> About this task
Each record must appear in the answer exactly as it does in the data.

> Extracted entries
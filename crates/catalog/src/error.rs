//! crates/catalog/src/error.rs
//! Errors raised while reading catalogs and writing generated sources.

use std::io;
use std::path::PathBuf;

/// Result alias for catalog operations.
pub type Result<T, E = Error> = std::result::Result<T, E>;

/// Failure reading a catalog or writing generated output.
#[derive(Debug, thiserror::Error)]
pub enum Error {
    /// A catalog file could not be read.
    #[error("cannot read {}: {source}", path.display())]
    Read {
        /// Catalog path.
        path: PathBuf,
        /// Underlying I/O error.
        #[source]
        source: io::Error,
    },
    /// An output file could not be created or written.
    #[error("cannot write {}: {source}", path.display())]
    Write {
        /// Output path.
        path: PathBuf,
        /// Underlying I/O error.
        #[source]
        source: io::Error,
    },
}

impl Error {
    /// Path the failed operation referred to.
    pub fn path(&self) -> &std::path::Path {
        match self {
            Self::Read { path, .. } | Self::Write { path, .. } => path,
        }
    }
}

> Exercise output
filename crates/catalog/src/error.rs
//! crates/catalog/src/error.rs
//! Errors raised while reading catalogs and writing generated sources.

use std::io;
use std::path::PathBuf;

/// Result alias for catalog operations.
pub type Result<T, E = Error> = std::result::Result<T, E>;

/// Failure reading a catalog or writing generated output.
#[derive(Debug, thiserror::Error)]
pub enum Error {
    /// A catalog file could not be read.
    #[error("cannot read {}: {source}", path.display())]
    Read {
        /// Catalog path.
        path: PathBuf,
        /// Underlying I/O error.
        #[source]
        source: io::Error,
    },
    /// An output file could not be created or written.
    #[error("cannot write {}: {source}", path.display())]
    Write {
        /// Output path.
        path: PathBuf,
        /// Underlying I/O error.
        #[source]
        source: io::Error,
    },
}

impl Error {
    /// Path the failed operation referred to.
    pub fn path(&self) -> &std::path::Path {
        match self {
            Self::Read { path, .. } | Self::Write { path, .. } => path,
        }
    }
}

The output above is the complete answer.